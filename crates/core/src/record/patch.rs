//! Helpers for turning typed drafts and patches into store rows.
//!
//! Patches use `Option<Option<T>>` for nullable columns: an absent key
//! leaves the column alone, an explicit `null` clears it.

use serde::{Deserialize, Deserializer, Serialize};
use serde_json::{Map, Value};

/// A JSON object keyed by column name.
pub type Row = Map<String, Value>;

/// Deserialize a present key (even `null`) as `Some(..)`. Combine with
/// `#[serde(default)]` so an absent key stays `None`.
pub fn double_option<'de, D, T>(deserializer: D) -> Result<Option<Option<T>>, D::Error>
where
    D: Deserializer<'de>,
    T: Deserialize<'de>,
{
    Option::<T>::deserialize(deserializer).map(Some)
}

/// Serialize a draft or patch into a column map.
pub fn to_row<T: Serialize>(value: &T) -> Result<Row, serde_json::Error> {
    match serde_json::to_value(value)? {
        Value::Object(map) => Ok(map),
        other => Err(serde::ser::Error::custom(format!(
            "expected an object, got {other}"
        ))),
    }
}

#[cfg(test)]
mod tests {
    use super::*;
    use serde_json::json;

    #[derive(Debug, Default, Serialize, Deserialize)]
    struct Sample {
        #[serde(default, skip_serializing_if = "Option::is_none")]
        name: Option<String>,
        #[serde(
            default,
            deserialize_with = "double_option",
            skip_serializing_if = "Option::is_none"
        )]
        note: Option<Option<String>>,
    }

    #[test]
    fn absent_null_and_value_are_distinct() {
        let absent: Sample = serde_json::from_value(json!({})).unwrap();
        assert_eq!(absent.note, None);

        let cleared: Sample = serde_json::from_value(json!({ "note": null })).unwrap();
        assert_eq!(cleared.note, Some(None));

        let set: Sample = serde_json::from_value(json!({ "note": "x" })).unwrap();
        assert_eq!(set.note, Some(Some("x".to_string())));
    }

    #[test]
    fn to_row_keeps_only_supplied_keys() {
        let patch = Sample {
            name: None,
            note: Some(None),
        };
        let row = to_row(&patch).unwrap();
        assert_eq!(Value::Object(row), json!({ "note": null }));
    }
}
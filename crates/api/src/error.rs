use axum::{
    http::StatusCode,
    response::{IntoResponse, Response},
    Json,
};
use serde_json::json;
use tokatsu_core::auth::AuthError;
use tokatsu_core::record::ValidationError;
use tokatsu_core::store::StoreError;
use tokatsu_core::ContentError;

/// API error type rendered as `{"error": {"type", "message", "statusCode"}}`.
#[derive(Debug, thiserror::Error)]
pub enum ApiError {
    #[error("not found: {0}")]
    NotFound(String),

    #[error("bad request: {0}")]
    BadRequest(String),

    #[error(transparent)]
    Validation(#[from] ValidationError),

    #[error("unauthorized: {0}")]
    Unauthorized(String),

    #[error("internal error: {0}")]
    Internal(String),

    #[error("store error: {0}")]
    Store(#[from] StoreError),

    /// A reorder that wrote some positions before a store failure. The
    /// message keeps the applied and total write counts.
    #[error("{0}")]
    ReorderIncomplete(String),
}

impl From<ContentError> for ApiError {
    fn from(err: ContentError) -> Self {
        match err {
            ContentError::Validation(e) => ApiError::Validation(e),
            ContentError::NotFound { .. } => ApiError::NotFound(err.to_string()),
            ContentError::Store(e) => ApiError::Store(e),
            ContentError::ReorderIncomplete { .. } => {
                ApiError::ReorderIncomplete(err.to_string())
            }
        }
    }
}

impl From<AuthError> for ApiError {
    fn from(err: AuthError) -> Self {
        match err {
            AuthError::InvalidCredentials | AuthError::InvalidToken => {
                ApiError::Unauthorized(err.to_string())
            }
            AuthError::Hash(_) | AuthError::Token(_) => ApiError::Internal(err.to_string()),
        }
    }
}

impl IntoResponse for ApiError {
    fn into_response(self) -> Response {
        let (status, error_type, message) = match &self {
            ApiError::NotFound(msg) => (StatusCode::NOT_FOUND, "notFound", msg.clone()),
            ApiError::BadRequest(msg) => (StatusCode::BAD_REQUEST, "badRequest", msg.clone()),
            ApiError::Validation(err) => {
                (StatusCode::BAD_REQUEST, "validationError", err.to_string())
            }
            ApiError::Unauthorized(msg) => (StatusCode::UNAUTHORIZED, "unauthorized", msg.clone()),
            ApiError::Internal(msg) => {
                tracing::error!("Internal error: {msg}");
                (
                    StatusCode::INTERNAL_SERVER_ERROR,
                    "internalError",
                    "An internal error occurred".to_string(),
                )
            }
            ApiError::Store(err) => {
                tracing::error!("Store error: {err}");
                (
                    StatusCode::INTERNAL_SERVER_ERROR,
                    "internalError",
                    "An internal error occurred".to_string(),
                )
            }
            ApiError::ReorderIncomplete(msg) => {
                tracing::error!("Reorder incomplete: {msg}");
                (
                    StatusCode::INTERNAL_SERVER_ERROR,
                    "reorderIncomplete",
                    msg.clone(),
                )
            }
        };

        let body = json!({
            "error": {
                "type": error_type,
                "message": message,
                "statusCode": status.as_u16(),
            }
        });

        (status, Json(body)).into_response()
    }
}

/// Convenience type alias for route handlers.
pub type ApiResult<T> = Result<T, ApiError>;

+ + + + + + +

INSTRUCTIONS FOR THE TASK: Please make an exact copy of every record, leaving nothing out.

FINAL ANSWER:
filename crates/core/src/record/patch.rs
//! Helpers for turning typed drafts and patches into store rows.
//!
//! Patches use `Option<Option<T>>` for nullable columns: an absent key
//! leaves the column alone, an explicit `null` clears it.

use serde::{Deserialize, Deserializer, Serialize};
use serde_json::{Map, Value};

/// A JSON object keyed by column name.
pub type Row = Map<String, Value>;

/// Deserialize a present key (even `null`) as `Some(..)`. Combine with
/// `#[serde(default)]` so an absent key stays `None`.
pub fn double_option<'de, D, T>(deserializer: D) -> Result<Option<Option<T>>, D::Error>
where
    D: Deserializer<'de>,
    T: Deserialize<'de>,
{
    Option::<T>::deserialize(deserializer).map(Some)
}

/// Serialize a draft or patch into a column map.
pub fn to_row<T: Serialize>(value: &T) -> Result<Row, serde_json::Error> {
    match serde_json::to_value(value)? {
        Value::Object(map) => Ok(map),
        other => Err(serde::ser::Error::custom(format!(
            "expected an object, got {other}"
        ))),
    }
}

#[cfg(test)]
mod tests {
    use super::*;
    use serde_json::json;

    #[derive(Debug, Default, Serialize, Deserialize)]
    struct Sample {
        #[serde(default, skip_serializing_if = "Option::is_none")]
        name: Option<String>,
        #[serde(
            default,
            deserialize_with = "double_option",
            skip_serializing_if = "Option::is_none"
        )]
        note: Option<Option<String>>,
    }

    #[test]
    fn absent_null_and_value_are_distinct() {
        let absent: Sample = serde_json::from_value(json!({})).unwrap();
        assert_eq!(absent.note, None);

        let cleared: Sample = serde_json::from_value(json!({ "note": null })).unwrap();
        assert_eq!(cleared.note, Some(None));

        let set: Sample = serde_json::from_value(json!({ "note": "x" })).unwrap();
        assert_eq!(set.note, Some(Some("x".to_string())));
    }

    #[test]
    fn to_row_keeps_only_supplied_keys() {
        let patch = Sample {
            name: None,
            note: Some(None),
        };
        let row = to_row(&patch).unwrap();
        assert_eq!(Value::Object(row), json!({ "note": null }));
    }
}
filename crates/api/src/error.rs
use axum::{
    http::StatusCode,
    response::{IntoResponse, Response},
    Json,
};
use serde_json::json;
use tokatsu_core::auth::AuthError;
use tokatsu_core::record::ValidationError;
use tokatsu_core::store::StoreError;
use tokatsu_core::ContentError;

/// API error type rendered as `{"error": {"type", "message", "statusCode"}}`.
#[derive(Debug, thiserror::Error)]
pub enum ApiError {
    #[error("not found: {0}")]
    NotFound(String),

    #[error("bad request: {0}")]
    BadRequest(String),

    #[error(transparent)]
    Validation(#[from] ValidationError),

    #[error("unauthorized: {0}")]
    Unauthorized(String),

    #[error("internal error: {0}")]
    Internal(String),

    #[error("store error: {0}")]
    Store(#[from] StoreError),

    /// A reorder that wrote some positions before a store failure. The
    /// message keeps the applied and total write counts.
    #[error("{0}")]
    ReorderIncomplete(String),
}

impl From<ContentError> for ApiError {
    fn from(err: ContentError) -> Self {
        match err {
            ContentError::Validation(e) => ApiError::Validation(e),
            ContentError::NotFound { .. } => ApiError::NotFound(err.to_string()),
            ContentError::Store(e) => ApiError::Store(e),
            ContentError::ReorderIncomplete { .. } => {
                ApiError::ReorderIncomplete(err.to_string())
            }
        }
    }
}

impl From<AuthError> for ApiError {
    fn from(err: AuthError) -> Self {
        match err {
            AuthError::InvalidCredentials | AuthError::InvalidToken => {
                ApiError::Unauthorized(err.to_string())
            }
            AuthError::Hash(_) | AuthError::Token(_) => ApiError::Internal(err.to_string()),
        }
    }
}

impl IntoResponse for ApiError {
    fn into_response(self) -> Response {
        let (status, error_type, message) = match &self {
            ApiError::NotFound(msg) => (StatusCode::NOT_FOUND, "notFound", msg.clone()),
            ApiError::BadRequest(msg) => (StatusCode::BAD_REQUEST, "badRequest", msg.clone()),
            ApiError::Validation(err) => {
                (StatusCode::BAD_REQUEST, "validationError", err.to_string())
            }
            ApiError::Unauthorized(msg) => (StatusCode::UNAUTHORIZED, "unauthorized", msg.clone()),
            ApiError::Internal(msg) => {
                tracing::error!("Internal error: {msg}");
                (
                    StatusCode::INTERNAL_SERVER_ERROR,
                    "internalError",
                    "An internal error occurred".to_string(),
                )
            }
            ApiError::Store(err) => {
                tracing::error!("Store error: {err}");
                (
                    StatusCode::INTERNAL_SERVER_ERROR,
                    "internalError",
                    "An internal error occurred".to_string(),
                )
            }
            ApiError::ReorderIncomplete(msg) => {
                tracing::error!("Reorder incomplete: {msg}");
                (
                    StatusCode::INTERNAL_SERVER_ERROR,
                    "reorderIncomplete",
                    msg.clone(),
                )
            }
        };

        let body = json!({
            "error": {
                "type": error_type,
                "message": message,
                "statusCode": status.as_u16(),
            }
        });

        (status, Json(body)).into_response()
    }
}

/// Convenience type alias for route handlers.
pub type ApiResult<T> = Result<T, ApiError>;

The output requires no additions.